> _Exercise_:
Look below for the line containing "an error response" and the line containing "Server-sent events error"; repeat exactly those two lines and all lines between them, and nothing else.

Dataset excerpts
──────────────────────────────
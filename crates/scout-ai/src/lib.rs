//! scout-ai: Unified LLM provider abstraction layer
//!
//! One canonical request/response/event shape for chat completions with tool
//! calling, plus adapters for Anthropic, OpenAI-compatible, Google, and
//! Ollama backends.

pub mod error;
pub mod providers;
pub mod stream;
pub mod types;

pub use error::{Error, Result};
pub use providers::{from_config, Provider};
pub use stream::{collect_response, EventStream, StreamEvent};
pub use types::*;
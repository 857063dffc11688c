//! Error types for scout-ai

use thiserror::Error;

/// Result type alias using scout-ai Error
pub type Result<T> = std::result::Result<T, Error>;

/// Errors that can occur when interacting with LLM providers
#[derive(Error, Debug)]
pub enum Error {
    /// HTTP request failed
    #[error("HTTP error: {0}")]
    Http(#[from] reqwest::Error),

    /// JSON serialization/deserialization failed
    #[error("JSON error: {0}")]
    Json(#[from] serde_json::Error),

    /// API returned an error response
    #[error("API error: {message} (type: {error_type})")]
    Api { error_type: String, message: String },

    /// Invalid API key
    #[error("Invalid or missing API key")]
    InvalidApiKey,

    /// Server-sent events error
    #[error("SSE error: {0}")]
    Sse(String),

    /// Stream closed before a completion event arrived
    #[error("Stream ended unexpectedly: {0}")]
    IncompleteStream(String),

    /// Unexpected response format
    #[error("Unexpected response: {0}")]
    UnexpectedResponse(String),

    /// Provider not supported
    #[error("Provider not supported: {0}")]
    UnsupportedProvider(String),
}

impl Error {
    /// Create an API error from type and message
    pub fn api(error_type: impl Into<String>, message: impl Into<String>) -> Self {
        Self::Api {
            error_type: error_type.into(),
            message: message.into(),
        }
    }

    /// Check if this error is retryable
    pub fn is_retryable(&self) -> bool {
        match self {
            Error::Http(_) | Error::Sse(_) => true,
            Error::Api {
                error_type,
                message,
            } => {
                let et = error_type.to_lowercase();
                let msg = message.to_lowercase();
                et.contains("rate_limit")
                    || et.contains("overloaded")
                    || msg.contains("rate limit")
                    || msg.contains("overloaded")
                    || msg.contains("too many requests")
            }
            _ => false,
        }
    }
}

#[cfg(test)]
mod tests {
    use super::*;

    #[test]
    fn test_retryable_api_rate_limit_error_type() {
        let e = Error::api("rate_limit_error", "You have exceeded the rate limit");
        assert!(e.is_retryable());
    }

    #[test]
    fn test_retryable_api_overloaded_message() {
        let e = Error::api("server_error", "API is overloaded right now");
        assert!(e.is_retryable());
    }

    #[test]
    fn test_not_retryable_api_auth() {
        let e = Error::api("authentication_error", "Invalid API key");
        assert!(!e.is_retryable());
    }

    #[test]
    fn test_not_retryable_non_api() {
        assert!(!Error::InvalidApiKey.is_retryable());
        assert!(!Error::UnsupportedProvider("bedrock".into()).is_retryable());
    }
}
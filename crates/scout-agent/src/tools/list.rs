//! Directory listing tool

use crate::registry::{Tool, ToolError, ToolOutput};
use crate::tools::{display_path, parse_args, resolve_path};
use async_trait::async_trait;
use serde::Deserialize;
use serde_json::json;
use std::fmt::Write;
use std::path::PathBuf;
use tokio_util::sync::CancellationToken;

const DESCRIPTION: &str = r#"Lists files and directories in a given path.
Directories are listed first, then files, both sorted alphabetically.
Hidden files and directories (starting with a dot) are omitted.
The path parameter is optional and defaults to the working directory."#;

pub struct ListTool {
    working_dir: PathBuf,
}

impl ListTool {
    pub fn new(working_dir: impl Into<PathBuf>) -> Self {
        Self {
            working_dir: working_dir.into(),
        }
    }
}

#[derive(Deserialize)]
struct ListArgs {
    #[serde(default)]
    path: Option<String>,
}

#[async_trait]
impl Tool for ListTool {
    fn name(&self) -> &'static str {
        "list"
    }

    fn description(&self) -> &'static str {
        DESCRIPTION
    }

    fn parameters(&self) -> serde_json::Value {
        json!({
            "type": "object",
            "properties": {
                "path": {
                    "type": "string",
                    "description": "The directory to list (defaults to the working directory)"
                }
            }
        })
    }

    async fn execute(
        &self,
        arguments: serde_json::Value,
        _cancel: &CancellationToken,
    ) -> Result<ToolOutput, ToolError> {
        let args: ListArgs = parse_args(arguments)?;
        let path = resolve_path(&self.working_dir, args.path.as_deref());

        let info = std::fs::metadata(&path).map_err(|e| {
            if e.kind() == std::io::ErrorKind::NotFound {
                ToolError::Failed(format!("directory not found: {}", path.display()))
            } else {
                ToolError::Failed(format!("failed to stat directory: {e}"))
            }
        })?;
        if !info.is_dir() {
            return Err(ToolError::Failed(format!(
                "path is not a directory: {}",
                path.display()
            )));
        }

        let entries = std::fs::read_dir(&path)
            .map_err(|e| ToolError::Failed(format!("failed to read directory: {e}")))?;

        let mut directories: Vec<String> = Vec::new();
        let mut files: Vec<String> = Vec::new();
        for entry in entries.flatten() {
            let name = entry.file_name().to_string_lossy().into_owned();
            if name.starts_with('.') {
                continue;
            }
            if entry.file_type().map(|t| t.is_dir()).unwrap_or(false) {
                directories.push(name);
            } else {
                files.push(name);
            }
        }
        directories.sort();
        files.sort();

        let rel = display_path(&self.working_dir, &path);
        let header = if rel.is_empty() || rel == "." {
            path.file_name()
                .map(|n| n.to_string_lossy().into_owned())
                .unwrap_or_else(|| path.display().to_string())
        } else {
            rel.clone()
        };

        let mut output = format!("{header}/\n");
        if directories.is_empty() && files.is_empty() {
            output.push_str("  (empty directory)\n");
        } else {
            for dir in &directories {
                let _ = writeln!(output, "  {dir}/");
            }
            for file in &files {
                let _ = writeln!(output, "  {file}");
            }
        }

        let title = if rel.is_empty() { ".".to_string() } else { rel };
        Ok(ToolOutput::new(title, output)
            .with_metadata("directories", json!(directories.len()))
            .with_metadata("files", json!(files.len())))
    }
}

#[cfg(test)]
mod tests {
    use super::*;

    #[tokio::test]
    async fn test_dirs_before_files_sorted() {
        let dir = tempfile::tempdir().unwrap();
        std::fs::create_dir(dir.path().join("zeta")).unwrap();
        std::fs::create_dir(dir.path().join("alpha")).unwrap();
        std::fs::write(dir.path().join("beta.txt"), "").unwrap();
        std::fs::write(dir.path().join("aaa.txt"), "").unwrap();

        let result = ListTool::new(dir.path())
            .execute(json!({}), &CancellationToken::new())
            .await
            .unwrap();

        let lines: Vec<&str> = result.output.lines().collect();
        assert_eq!(&lines[1..], &["  alpha/", "  zeta/", "  aaa.txt", "  beta.txt"]);
        assert_eq!(result.metadata["directories"], json!(2));
        assert_eq!(result.metadata["files"], json!(2));
    }

    #[tokio::test]
    async fn test_hidden_entries_omitted() {
        let dir = tempfile::tempdir().unwrap();
        std::fs::create_dir(dir.path().join(".git")).unwrap();
        std::fs::write(dir.path().join(".env"), "").unwrap();
        std::fs::write(dir.path().join("visible.rs"), "").unwrap();

        let result = ListTool::new(dir.path())
            .execute(json!({}), &CancellationToken::new())
            .await
            .unwrap();

        assert!(!result.output.contains(".git"));
        assert!(!result.output.contains(".env"));
        assert!(result.output.contains("  visible.rs"));
    }

    #[tokio::test]
    async fn test_empty_directory_marker() {
        let dir = tempfile::tempdir().unwrap();
        std::fs::create_dir(dir.path().join("hollow")).unwrap();

        let result = ListTool::new(dir.path())
            .execute(json!({"path": "hollow"}), &CancellationToken::new())
            .await
            .unwrap();

        assert_eq!(result.output, "hollow/\n  (empty directory)\n");
        assert_eq!(result.title, "hollow");
    }

    #[tokio::test]
    async fn test_not_a_directory() {
        let dir = tempfile::tempdir().unwrap();
        std::fs::write(dir.path().join("plain.txt"), "x").unwrap();

        let err = ListTool::new(dir.path())
            .execute(json!({"path": "plain.txt"}), &CancellationToken::new())
            .await
            .unwrap_err();
        assert!(err.to_string().contains("path is not a directory"));
    }

    #[tokio::test]
    async fn test_missing_directory() {
        let dir = tempfile::tempdir().unwrap();
        let err = ListTool::new(dir.path())
            .execute(json!({"path": "nope"}), &CancellationToken::new())
            .await
            .unwrap_err();
        assert!(err.to_string().contains("directory not found"));
    }
}
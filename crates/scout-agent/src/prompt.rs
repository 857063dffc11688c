//! System prompt construction

use std::fmt::Write;

/// A searchable codebase made available to the agent
#[derive(Debug, Clone)]
pub struct ResourceInfo {
    /// Name, also the top-level directory under the working dir
    pub name: String,
    /// Optional free-form notes shown to the model
    pub notes: Option<String>,
}

impl ResourceInfo {
    pub fn new(name: impl Into<String>) -> Self {
        Self {
            name: name.into(),
            notes: None,
        }
    }
}

/// Build the system prompt from the available resources
pub fn system_prompt(resources: &[ResourceInfo]) -> String {
    let mut prompt = String::from("You answer coding questions by searching these repositories:\n\n");

    for resource in resources {
        let _ = writeln!(prompt, "## {}", resource.name);
        let _ = writeln!(prompt, "Directory: ./{}", resource.name);
        if let Some(notes) = &resource.notes {
            let _ = writeln!(prompt, "Notes: {}", notes);
        }
        prompt.push('\n');
    }

    prompt.push_str(
        r#"## Available Tools

You have EXACTLY these 4 tools available - use ONLY these tools:

1. **grep** - Search file contents using regex patterns
2. **glob** - Find files matching a glob pattern (e.g., "*.go", "**/*.md")
3. **read** - Read contents of a specific file
4. **list** - List directory contents

DO NOT try to use any other tools (like "search" or "find"). They do not exist.

## How to Answer

1. SEARCH FIRST using grep or glob before answering.
2. After finding relevant code (1-3 searches), STOP SEARCHING and write your answer.
3. Use grep to find code containing specific patterns.
4. Use glob to locate files by name.
5. Use read to examine specific files you found.
6. Quote code directly from results with file paths.
7. IMPORTANT: Once you have enough information to answer, respond immediately - do not keep searching.
8. Say "not found in repos" if you can't find relevant code after 2-3 searches.

## When to Stop Searching

- After 2-3 successful searches that return relevant code, WRITE YOUR ANSWER
- Do not search for every possible variation - synthesize from what you found
- If a search returns useful results, use them in your answer rather than searching more

## Response Format

- Use Markdown format
- Include code blocks with the source file path
- Keep explanations brief and focused
- Answer based on actual code, not assumptions

## Search Tips

- Search for function/class/variable names exactly
- Try multiple search terms if the first search fails
- Check imports to find related code
- Look at test files for usage examples
"#,
    );

    prompt
}

/// Appended to the system prompt once the loop detects the model is stuck
pub fn stuck_loop_hint() -> &'static str {
    r#"

## IMPORTANT: Search Guidance

Your previous searches have not returned useful results. Please:

1. Try DIFFERENT search patterns - avoid repeating the same searches
2. Use simpler, more general patterns (e.g., just the function name, not the full signature)
3. Try searching in different directories or with different file extensions
4. If you've tried 2-3 different patterns without success, provide your best answer based on general knowledge and explain that specific code examples were not found in the repository
5. Do NOT repeat searches that returned "No files found"

If you cannot find relevant code, it's better to give a helpful general answer than to keep searching indefinitely.
"#
}
//! scout-agent: Agent loop for answering codebase questions
//!
//! An [`Agent`] takes a natural-language question, lets an LLM search the
//! working directory through four read-only tools (grep, glob, read, list),
//! and returns a grounded answer. Conversations are persisted so follow-up
//! questions keep their context.

pub mod agent;
pub mod conversation;
pub mod error;
pub mod prompt;
pub mod registry;
pub mod state;
pub mod storage;
pub mod tools;
mod truncation;

pub use agent::{Agent, AgentEvent, AgentOptions, Answer};
pub use conversation::{Conversation, StoredMessage};
pub use error::{Error, Result};
pub use prompt::ResourceInfo;
pub use registry::{Tool, ToolError, ToolOutput, ToolRegistry};
pub use state::LoopConfig;
pub use storage::{JsonStorage, Storage, StorageError};
pub use tools::default_registry;
pub use truncation::cleanup_old_outputs;
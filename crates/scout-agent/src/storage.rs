//! Conversation persistence
//!
//! The agent talks to a [`Storage`] trait so tests can swap in an in-memory
//! implementation; [`JsonStorage`] is the production backend, one
//! pretty-printed JSON file per conversation under
//! `<data_dir>/conversations/`.

use crate::conversation::Conversation;
use chrono::Utc;
use std::path::{Path, PathBuf};
use thiserror::Error;

#[derive(Error, Debug)]
pub enum StorageError {
    #[error("conversation {0:?} not found")]
    NotFound(String),

    #[error("IO error: {0}")]
    Io(#[from] std::io::Error),

    #[error("JSON error: {0}")]
    Json(#[from] serde_json::Error),
}

pub type Result<T> = std::result::Result<T, StorageError>;

/// Backend for saving and loading conversations
pub trait Storage: Send + Sync {
    /// Persist a conversation, bumping its `updated` stamp
    fn save(&self, conversation: &mut Conversation) -> Result<()>;

    fn load(&self, id: &str) -> Result<Conversation>;

    fn delete(&self, id: &str) -> Result<()>;

    /// All conversations, newest `updated` first. Unreadable or malformed
    /// records are skipped, never fatal.
    fn list(&self) -> Result<Vec<Conversation>>;

    /// Most recently updated conversation, if any
    fn latest(&self) -> Result<Option<Conversation>> {
        Ok(self.list()?.into_iter().next())
    }
}

/// File-backed storage
pub struct JsonStorage {
    data_dir: PathBuf,
}

impl JsonStorage {
    pub fn new(data_dir: impl Into<PathBuf>) -> Self {
        Self {
            data_dir: data_dir.into(),
        }
    }

    /// Storage rooted at the platform data directory
    pub fn default_location(app_name: &str) -> Option<Self> {
        dirs::data_local_dir().map(|dir| Self::new(dir.join(app_name)))
    }

    fn conversations_dir(&self) -> PathBuf {
        self.data_dir.join("conversations")
    }

    fn path_for(&self, id: &str) -> PathBuf {
        self.conversations_dir().join(format!("{id}.json"))
    }
}

impl Storage for JsonStorage {
    fn save(&self, conversation: &mut Conversation) -> Result<()> {
        std::fs::create_dir_all(self.conversations_dir())?;
        conversation.updated = Utc::now();
        let data = serde_json::to_vec_pretty(conversation)?;
        std::fs::write(self.path_for(&conversation.id), data)?;
        Ok(())
    }

    fn load(&self, id: &str) -> Result<Conversation> {
        let path = self.path_for(id);
        let data = std::fs::read(&path).map_err(|e| {
            if e.kind() == std::io::ErrorKind::NotFound {
                StorageError::NotFound(id.to_string())
            } else {
                StorageError::Io(e)
            }
        })?;
        Ok(serde_json::from_slice(&data)?)
    }

    fn delete(&self, id: &str) -> Result<()> {
        std::fs::remove_file(self.path_for(id)).map_err(|e| {
            if e.kind() == std::io::ErrorKind::NotFound {
                StorageError::NotFound(id.to_string())
            } else {
                StorageError::Io(e)
            }
        })
    }

    fn list(&self) -> Result<Vec<Conversation>> {
        let entries = match std::fs::read_dir(self.conversations_dir()) {
            Ok(entries) => entries,
            Err(e) if e.kind() == std::io::ErrorKind::NotFound => return Ok(vec![]),
            Err(e) => return Err(e.into()),
        };

        let mut conversations = Vec::new();
        for entry in entries.flatten() {
            let path = entry.path();
            if path.extension().and_then(|e| e.to_str()) != Some("json") {
                continue;
            }
            match read_conversation(&path) {
                Ok(conversation) => conversations.push(conversation),
                Err(error) => {
                    tracing::warn!(path = %path.display(), %error, "skipping unreadable conversation");
                }
            }
        }

        conversations.sort_by(|a, b| b.updated.cmp(&a.updated));
        Ok(conversations)
    }
}

fn read_conversation(path: &Path) -> Result<Conversation> {
    let data = std::fs::read(path)?;
    Ok(serde_json::from_slice(&data)?)
}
──────────────────────────────
> _Answer section_:
    /// API returned an error response
    #[error("API error: {message} (type: {error_type})")]
    Api { error_type: String, message: String },

    /// Invalid API key
    #[error("Invalid or missing API key")]
    InvalidApiKey,

    /// Server-sent events error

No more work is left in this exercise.